◆ Work to complete: Up to and including the line that contains "caches. This crate", repeat each line of the data exactly, starting from the first.

==== Data shown

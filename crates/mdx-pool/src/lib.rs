//! # mdx-session-pool
//!
//! Session pooling for OLAP (MDX/XMLA) client connections.
//!
//! Opening an OLAP session is expensive: the server authenticates the
//! caller, loads cube metadata and builds per-session caches. This crate
//! keeps sessions alive between logical connections. A released handle
//! closes its transport connection but leaves the remote session open,
//! and the next caller for the same connection target gets a new
//! transport bound to that session.
//!
//! ## Features
//!
//! - One idle queue per connection target, created on first use
//! - Two-tier locking: targets never contend on each other's queues
//! - Connection establishment outside of every lock
//! - Broken-session eviction driven by the caller
//! - Per-session extra data carried through recycling
//! - Return to the pool on drop, exactly once
//!
//! ## Example
//!
//! ```rust,ignore
//! use mdx_session_pool::{PoolConfig, SessionPool};
//!
//! let pool = SessionPool::builder(MyConnectionFactory::new())
//!     .max_idle_per_target(16)
//!     .build()?;
//!
//! let mut session = pool.acquire("Data Source=olap01;Catalog=Sales").await?;
//! if let Err(e) = session.execute(mdx).await {
//!     session.mark_broken();
//! }
//! // Session returned to the pool on drop
//! ```

#![warn(missing_docs)]
#![deny(unsafe_code)]

pub mod config;
pub mod error;
pub mod extra;
pub mod lifecycle;
pub mod pool;
pub mod session;

#[cfg(test)]
mod test_support;

pub use config::PoolConfig;
pub use error::{BoxError, PoolError};
pub use extra::ExtraData;
pub use lifecycle::{
    ConnectionFactory, ConnectionState, ConnectionTarget, OlapConnection, SessionId, SessionInfo,
};
pub use pool::{PoolBuilder, PoolStatus, SessionPool};
pub use session::PooledSession;
//! In-crate stub connection for unit tests.

use std::io;
use std::sync::Arc;
use std::sync::atomic::{AtomicBool, AtomicU64, AtomicUsize, Ordering};

use parking_lot::Mutex;

use crate::lifecycle::{
    ConnectionFactory, ConnectionState, ConnectionTarget, OlapConnection, SessionId,
};

#[derive(Debug, Clone, Copy, Default)]
pub(crate) struct StubBehavior {
    pub fail_open: bool,
    pub fail_close: bool,
    pub stay_open_on_close: bool,
}

#[derive(Debug)]
pub(crate) struct StubConnection {
    target: String,
    session: Option<SessionId>,
    state: ConnectionState,
    behavior: StubBehavior,
    next_session: Arc<AtomicU64>,
    closes: Arc<AtomicUsize>,
    ended_session: Arc<AtomicBool>,
}

impl StubConnection {
    fn new(target: &str, behavior: StubBehavior, next_session: Arc<AtomicU64>) -> Self {
        Self {
            target: target.to_owned(),
            session: None,
            state: ConnectionState::Closed,
            behavior,
            next_session,
            closes: Arc::new(AtomicUsize::new(0)),
            ended_session: Arc::new(AtomicBool::new(false)),
        }
    }

    /// An already open connection on target `T1` bound to `session`.
    pub(crate) fn open_with(session: &str, behavior: StubBehavior) -> Self {
        let mut connection = Self::new("T1", behavior, Arc::new(AtomicU64::new(0)));
        connection.session = Some(SessionId::from(session));
        connection.state = ConnectionState::Open;
        connection
    }

    pub(crate) fn closes(&self) -> Arc<AtomicUsize> {
        Arc::clone(&self.closes)
    }

    pub(crate) fn ended_session(&self) -> Arc<AtomicBool> {
        Arc::clone(&self.ended_session)
    }
}

#[async_trait::async_trait]
impl OlapConnection for StubConnection {
    type Error = io::Error;

    fn connection_string(&self) -> &str {
        &self.target
    }

    fn session_id(&self) -> Option<&SessionId> {
        self.session.as_ref()
    }

    fn set_session_id(&mut self, session: SessionId) {
        self.session = Some(session);
    }

    async fn open(&mut self) -> Result<(), Self::Error> {
        if self.behavior.fail_open {
            return Err(io::Error::new(io::ErrorKind::ConnectionRefused, "refused"));
        }
        if self.session.is_none() {
            let n = self.next_session.fetch_add(1, Ordering::SeqCst) + 1;
            self.session = Some(SessionId::new(format!("S{n}")));
        }
        self.state = ConnectionState::Open;
        Ok(())
    }

    fn close(&mut self, end_session: bool) -> Result<(), Self::Error> {
        self.closes.fetch_add(1, Ordering::SeqCst);
        if self.behavior.fail_close {
            self.state = ConnectionState::Broken;
            return Err(io::Error::new(io::ErrorKind::BrokenPipe, "broken pipe"));
        }
        if end_session {
            self.ended_session.store(true, Ordering::SeqCst);
        }
        if !self.behavior.stay_open_on_close {
            self.state = ConnectionState::Closed;
        }
        Ok(())
    }

    fn state(&self) -> ConnectionState {
        self.state
    }
}

#[derive(Debug, Default)]
pub(crate) struct StubFactory {
    behavior: Mutex<StubBehavior>,
    next_session: Arc<AtomicU64>,
}

impl StubFactory {
    pub(crate) fn set_behavior(&self, behavior: StubBehavior) {
        *self.behavior.lock() = behavior;
    }
}

impl ConnectionFactory for StubFactory {
    type Connection = StubConnection;

    fn create(&self, target: &ConnectionTarget) -> Self::Connection {
        StubConnection::new(
            target.as_str(),
            *self.behavior.lock(),
            Arc::clone(&self.next_session),
        )
    }
}
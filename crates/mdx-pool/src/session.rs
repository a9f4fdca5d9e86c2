//! Pooled session handle.

use std::fmt;
use std::mem;
use std::ops::{Deref, DerefMut};

use crate::extra::ExtraData;
use crate::lifecycle::{ConnectionTarget, OlapConnection, SessionId, SessionInfo};
use crate::pool::ReturnPath;

/// A session checked out of a [`SessionPool`](crate::SessionPool).
///
/// Grants exclusive use of an open connection and the extra data stored
/// with its session. Dropping the handle (or calling
/// [`release`](Self::release)) closes the transport and, unless the handle
/// was marked broken, returns the session to the pool for reuse. This
/// happens exactly once, on every exit path: normal return, `?`, panic
/// unwind, or cancellation of the owning future.
///
/// A handle that is leaked with [`std::mem::forget`] never returns its
/// session.
pub struct PooledSession<C: OlapConnection> {
    connection: C,
    extra: ExtraData,
    broken: bool,
    info: SessionInfo,
    returns: Option<ReturnPath>,
}

impl<C: OlapConnection> PooledSession<C> {
    pub(crate) fn new(
        connection: C,
        extra: ExtraData,
        info: SessionInfo,
        returns: ReturnPath,
    ) -> Self {
        Self {
            connection,
            extra,
            broken: false,
            info,
            returns: Some(returns),
        }
    }

    /// The underlying connection.
    #[must_use]
    pub fn connection(&self) -> &C {
        &self.connection
    }

    /// The underlying connection, mutably.
    pub fn connection_mut(&mut self) -> &mut C {
        &mut self.connection
    }

    /// Extra data stored with this session.
    #[must_use]
    pub fn extra_data(&self) -> &ExtraData {
        &self.extra
    }

    /// Extra data stored with this session, mutably.
    ///
    /// Changes travel with the session into the pool and come back on
    /// its next checkout.
    pub fn extra_data_mut(&mut self) -> &mut ExtraData {
        &mut self.extra
    }

    /// Check if the handle has been marked broken.
    #[must_use]
    pub fn is_broken(&self) -> bool {
        self.broken
    }

    /// Mark the session as untrustworthy so it is discarded on release.
    pub fn mark_broken(&mut self) {
        self.broken = true;
    }

    /// Set or clear the broken flag. Only its value at release time counts.
    pub fn set_broken(&mut self, broken: bool) {
        self.broken = broken;
    }

    /// Metadata about this checkout.
    #[must_use]
    pub fn info(&self) -> &SessionInfo {
        &self.info
    }

    /// The session identity the connection is bound to.
    #[must_use]
    pub fn session_id(&self) -> Option<&SessionId> {
        self.connection.session_id()
    }

    /// The target this session belongs to.
    #[must_use]
    pub fn target(&self) -> &ConnectionTarget {
        &self.info.target
    }

    /// Check if this checkout resumed a previously pooled session.
    #[must_use]
    pub fn is_resumed(&self) -> bool {
        self.info.resumed
    }

    /// Release the session back to the pool.
    ///
    /// Equivalent to dropping the handle.
    pub fn release(self) {
        drop(self);
    }

    /// Release the session without returning it to the pool.
    pub fn discard(mut self) {
        self.broken = true;
    }

    fn return_to_pool(&mut self) {
        if let Some(returns) = self.returns.take() {
            let extra = mem::take(&mut self.extra);
            returns.reclaim(&mut self.connection, extra, self.broken);
        }
    }
}

impl<C: OlapConnection> Deref for PooledSession<C> {
    type Target = C;

    fn deref(&self) -> &Self::Target {
        &self.connection
    }
}

impl<C: OlapConnection> DerefMut for PooledSession<C> {
    fn deref_mut(&mut self) -> &mut Self::Target {
        &mut self.connection
    }
}

impl<C: OlapConnection> Drop for PooledSession<C> {
    fn drop(&mut self) {
        self.return_to_pool();
    }
}

impl<C: OlapConnection> fmt::Debug for PooledSession<C> {
    fn fmt(&self, f: &mut fmt::Formatter<'_>) -> fmt::Result {
        f.debug_struct("PooledSession")
            .field("target", &self.info.target)
            .field("session_id", &self.connection.session_id())
            .field("state", &self.connection.state())
            .field("resumed", &self.info.resumed)
            .field("broken", &self.broken)
            .field("extra", &self.extra)
            .finish()
    }
}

========

◆ Answer box:
filename crates/mdx-pool/src/lib.rs
//! # mdx-session-pool
//!
//! Session pooling for OLAP (MDX/XMLA) client connections.
//!
//! Opening an OLAP session is expensive: the server authenticates the
//! caller, loads cube metadata and builds per-session caches. This crate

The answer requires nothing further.